## Configuração de Env e Sparks

In [4]:
import os
os.environ["JAVA_HOME"] = "/usr/local/openjdk-8"
os.environ["SPARK_HOME"] = "/user_data/spark-3.3.0-bin-hadoop2"

import findspark
findspark.init('spark-3.3.0-bin-hadoop2')

## Imports

In [14]:
# Importando bibliotecas necessárias
from pyspark.sql import SparkSession
from pyspark.sql.functions import col
from pyspark.ml.feature import VectorAssembler
from pyspark.ml.classification import RandomForestClassifier
from pyspark.ml import Pipeline
from pyspark.ml.evaluation import MulticlassClassificationEvaluator
from pyspark.ml.stat import Correlation

spark = (
    SparkSession.builder.appName("spark_flight")
    .config("spark.sql.warehouse.dir", "hdfs:///user/hive/warehouse")
    .config("spark.sql.catalogImplementation", "hive")
    .getOrCreate()
)

24/04/28 18:32:28 WARN SparkSession: Using an existing Spark session; only runtime SQL configurations will take effect.


## Dataset escolhido

O dataset escolhido foi o [Flight Status Prediction (link do Kaggle)](https://www.kaggle.com/datasets/robikscube/flight-delay-dataset-20182022/data). Esse dataset possui diversas informações sobre voos realizados, incluindo dados sobre cancelamento e atrasos.
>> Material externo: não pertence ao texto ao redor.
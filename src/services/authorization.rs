use chrono::Utc;
use sea_orm::{ColumnTrait, ConnectionTrait, DatabaseConnection, EntityTrait, QueryFilter};

use crate::database::entities::{
    projects, stage_files, stages, tasks, user_sessions, users, UserRole,
};
use crate::errors::{CoreError, CoreErrorKind, CoreResult};

/// Authenticated caller of a service operation
#[derive(Clone, Debug)]
pub struct Actor {
    pub user: users::Model,
}

impl Actor {
    pub fn new(user: users::Model) -> Self {
        Self { user }
    }

    pub fn id(&self) -> i32 {
        self.user.id
    }

    pub fn role(&self) -> UserRole {
        self.user.role
    }

    pub fn is_admin(&self) -> bool {
        self.user.role.is_admin()
    }

    pub fn is_superadmin(&self) -> bool {
        self.user.role == UserRole::Superadmin
    }

    /// Tenant of the caller, or the `NO_COMPANY` error
    pub fn company_id(&self) -> CoreResult<i32> {
        self.user.company_id.ok_or_else(CoreError::no_company)
    }

    /// Entities of another tenant are reported as missing
    pub fn ensure_company(&self, entity: &str, id: i32, company_id: i32) -> CoreResult<()> {
        if self.is_superadmin() || self.user.company_id == Some(company_id) {
            Ok(())
        } else {
            Err(CoreError::not_found(entity, id))
        }
    }

    pub fn require_admin(&self) -> CoreResult<()> {
        if self.is_admin() {
            Ok(())
        } else {
            Err(CoreError::forbidden("Admin role required"))
        }
    }
}

/// Resolves sessions to users and entities to the caller's tenant
#[derive(Clone, Debug)]
pub struct AuthorizationService {
    db: DatabaseConnection,
}

impl AuthorizationService {
    pub fn new(db: DatabaseConnection) -> Self {
        Self { db }
    }

    /// Get user from session ID
    pub async fn get_user_from_session(&self, session_id: &str) -> CoreResult<users::Model> {
        let session = user_sessions::Entity::find()
            .filter(user_sessions::Column::SessionId.eq(session_id))
            .filter(user_sessions::Column::IsActive.eq(true))
            .one(&self.db)
            .await?
            .ok_or_else(|| CoreError::unauthorized("Invalid or expired session"))?;

        if session.expires_at <= Utc::now() {
            return Err(CoreError::unauthorized("Session expired"));
        }

        let user = users::Entity::find_by_id(session.user_id)
            .one(&self.db)
            .await?
            .ok_or_else(|| CoreError::unauthorized("Invalid or expired session"))?;

        if !user.is_active {
            return Err(CoreError::forbidden("Account is deactivated"));
        }

        Ok(user)
    }
}

/// Load a project visible to `actor`
pub async fn load_project<C: ConnectionTrait>(
    db: &C,
    actor: &Actor,
    project_id: i32,
) -> CoreResult<projects::Model> {
    if !actor.is_superadmin() {
        actor.company_id()?;
    }

    let project = projects::Entity::find_by_id(project_id)
        .one(db)
        .await?
        .ok_or_else(|| CoreError::not_found("Project", project_id))?;

    actor.ensure_company("Project", project_id, project.company_id)?;
    Ok(project)
}

/// Load a stage together with its project, scoped to `actor`'s tenant
pub async fn load_stage<C: ConnectionTrait>(
    db: &C,
    actor: &Actor,
    stage_id: i32,
) -> CoreResult<(stages::Model, projects::Model)> {
    let stage = stages::Entity::find_by_id(stage_id)
        .one(db)
        .await?
        .ok_or_else(|| CoreError::not_found("Stage", stage_id))?;

    let project = load_project(db, actor, stage.project_id)
        .await
        .map_err(|err| match err.kind() {
            CoreErrorKind::NotFound => CoreError::not_found("Stage", stage_id),
            _ => err,
        })?;

    Ok((stage, project))
}

pub async fn load_stage_file<C: ConnectionTrait>(
    db: &C,
    actor: &Actor,
    file_id: i32,
) -> CoreResult<(stage_files::Model, stages::Model, projects::Model)> {
    let file = stage_files::Entity::find_by_id(file_id)
        .one(db)
        .await?
        .ok_or_else(|| CoreError::not_found("File", file_id))?;

    let (stage, project) = load_stage(db, actor, file.stage_id)
        .await
        .map_err(|err| match err.kind() {
            CoreErrorKind::NotFound => CoreError::not_found("File", file_id),
            _ => err,
        })?;

    Ok((file, stage, project))
}

pub async fn load_task<C: ConnectionTrait>(
    db: &C,
    actor: &Actor,
    task_id: i32,
) -> CoreResult<(tasks::Model, stages::Model, projects::Model)> {
    let task = tasks::Entity::find_by_id(task_id)
        .one(db)
        .await?
        .ok_or_else(|| CoreError::not_found("Task", task_id))?;

    let (stage, project) = load_stage(db, actor, task.stage_id)
        .await
        .map_err(|err| match err.kind() {
            CoreErrorKind::NotFound => CoreError::not_found("Task", task_id),
            _ => err,
        })?;

    Ok((task, stage, project))
}

/// Active users of `company_id` among `user_ids`; any stranger is a validation error
pub async fn company_members<C: ConnectionTrait>(
    db: &C,
    company_id: i32,
    field: &str,
    user_ids: &[i32],
) -> CoreResult<Vec<users::Model>> {
    if user_ids.is_empty() {
        return Ok(Vec::new());
    }

    let members = users::Entity::find()
        .filter(users::Column::Id.is_in(user_ids.iter().copied()))
        .filter(users::Column::CompanyId.eq(company_id))
        .filter(users::Column::IsActive.eq(true))
        .all(db)
        .await?;

    if let Some(stranger) = user_ids
        .iter()
        .find(|id| !members.iter().any(|m| m.id == **id))
    {
        return Err(CoreError::invalid_field(
            field,
            format!("User {} is not a member of this company", stranger),
        ));
    }

    Ok(members)
}

#[cfg(test)]
mod tests {
    use super::*;
    use crate::database::entities::users::Model as User;

    fn actor(role: UserRole, company_id: Option<i32>) -> Actor {
        let now = Utc::now();
        Actor::new(User {
            id: 7,
            company_id,
            email: "a@example.com".into(),
            password_hash: String::new(),
            first_name: None,
            last_name: None,
            role,
            is_active: true,
            created_at: now,
            updated_at: now,
            last_login_at: None,
        })
    }

    #[test]
    fn missing_company_is_reported_as_no_company() {
        let err = actor(UserRole::Member, None).company_id().unwrap_err();
        assert_eq!(err.kind().error_code(), "NO_COMPANY");
    }

    #[test]
    fn foreign_entities_look_missing() {
        let member = actor(UserRole::Member, Some(1));
        assert!(member.ensure_company("Project", 3, 1).is_ok());
        let err = member.ensure_company("Project", 3, 2).unwrap_err();
        assert_eq!(err.kind().http_status_code(), 404);
    }

    #[test]
    fn superadmin_crosses_tenants() {
        let root = actor(UserRole::Superadmin, Some(1));
        assert!(root.ensure_company("Project", 3, 2).is_ok());
        assert!(root.require_admin().is_ok());
        assert!(actor(UserRole::Member, Some(1)).require_admin().is_err());
    }
}
use axum::{
    extract::{Path, State},
    http::StatusCode,
    response::Json,
};

use crate::database::entities::stages;
use crate::errors::CoreResult;
use crate::server::app::AppState;
use crate::server::error::ApiJson;
use crate::server::extract::CompanyUser;
use crate::services::project_service::{
    CreateProjectRequest, ProjectDetail, ProjectSummary, UpdateProjectRequest,
};
use crate::services::stage_service::AddStagesRequest;
use crate::services::{ProjectService, StageService};

#[utoipa::path(
    get,
    path = "/api/v1/projects",
    responses((status = 200, description = "Projects with per-stage status and cover image"))
)]
pub async fn list_projects(
    State(state): State<AppState>,
    CompanyUser(actor): CompanyUser,
) -> CoreResult<Json<Vec<ProjectSummary>>> {
    let projects = ProjectService::new(state.db.clone())
        .list_with_stage_status(&actor)
        .await?;
    Ok(Json(projects))
}

#[utoipa::path(
    post,
    path = "/api/v1/projects",
    request_body = CreateProjectRequest,
    responses(
        (status = 201, description = "Project created with stages from the active templates"),
        (status = 400, description = "Invalid project data")
    )
)]
pub async fn create_project(
    State(state): State<AppState>,
    CompanyUser(actor): CompanyUser,
    ApiJson(payload): ApiJson<CreateProjectRequest>,
) -> CoreResult<(StatusCode, Json<ProjectDetail>)> {
    let project = ProjectService::new(state.db.clone()).create(&actor, payload).await?;
    Ok((StatusCode::CREATED, Json(project)))
}

#[utoipa::path(
    get,
    path = "/api/v1/projects/{id}",
    params(("id" = i32, Path, description = "Project id")),
    responses(
        (status = 200, description = "Project with stages, files, comments and tasks"),
        (status = 404, description = "Project not found")
    )
)]
pub async fn get_project(
    State(state): State<AppState>,
    CompanyUser(actor): CompanyUser,
    Path(id): Path<i32>,
) -> CoreResult<Json<ProjectDetail>> {
    Ok(Json(ProjectService::new(state.db.clone()).get_by_id(&actor, id).await?))
}

#[utoipa::path(
    patch,
    path = "/api/v1/projects/{id}",
    params(("id" = i32, Path, description = "Project id")),
    request_body = UpdateProjectRequest,
    responses(
        (status = 200, description = "Project updated"),
        (status = 404, description = "Project not found")
    )
)]
pub async fn update_project(
    State(state): State<AppState>,
    CompanyUser(actor): CompanyUser,
    Path(id): Path<i32>,
    ApiJson(payload): ApiJson<UpdateProjectRequest>,
) -> CoreResult<Json<ProjectDetail>> {
    let project = ProjectService::new(state.db.clone())
        .update(&actor, id, payload)
        .await?;
    Ok(Json(project))
}

#[utoipa::path(
    delete,
    path = "/api/v1/projects/{id}",
    params(("id" = i32, Path, description = "Project id")),
    responses(
        (status = 204, description = "Project deleted"),
        (status = 403, description = "Admins only"),
        (status = 404, description = "Project not found")
    )
)]
pub async fn delete_project(
    State(state): State<AppState>,
    CompanyUser(actor): CompanyUser,
    Path(id): Path<i32>,
) -> CoreResult<StatusCode> {
    ProjectService::new(state.db.clone()).delete(&actor, id).await?;
    Ok(StatusCode::NO_CONTENT)
}

#[utoipa::path(
    post,
    path = "/api/v1/projects/{id}/add-stages",
    params(("id" = i32, Path, description = "Project id")),
    request_body = AddStagesRequest,
    responses(
        (status = 201, description = "Stages appended after the current last position"),
        (status = 400, description = "Every selected template already has a stage")
    )
)]
pub async fn add_stages(
    State(state): State<AppState>,
    CompanyUser(actor): CompanyUser,
    Path(id): Path<i32>,
    ApiJson(payload): ApiJson<AddStagesRequest>,
) -> CoreResult<(StatusCode, Json<Vec<stages::Model>>)> {
    let created = StageService::new(state.db.clone())
        .add_stages(&actor, id, payload.template_ids)
        .await?;
    Ok((StatusCode::CREATED, Json(created)))
}

#[utoipa::path(
    post,
    path = "/api/v1/projects/{id}/generate-stages",
    params(("id" = i32, Path, description = "Project id")),
    responses(
        (status = 200, description = "Stages created, empty when the project already had stages"),
        (status = 404, description = "Project not found")
    )
)]
pub async fn generate_stages(
    State(state): State<AppState>,
    CompanyUser(actor): CompanyUser,
    Path(id): Path<i32>,
) -> CoreResult<Json<Vec<stages::Model>>> {
    let created = StageService::new(state.db.clone())
        .generate_stages(&actor, id)
        .await?;
    Ok(Json(created))
}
Apesar da disponibilidade de dados adquiridos desde 2018, selecionamos o arquivo CSV referente ao ano de 2022, que contém 1.42 GB de dados.

## Leitura do dataset

In [6]:
dataframe = spark.read.csv("hdfs://spark-master:9000/datasets/flights/Combined_Flights_2022.csv", header=True, inferSchema=True)
num_linhas = dataframe.count()
print(f"Número de linhas no DataFrame: {num_linhas}")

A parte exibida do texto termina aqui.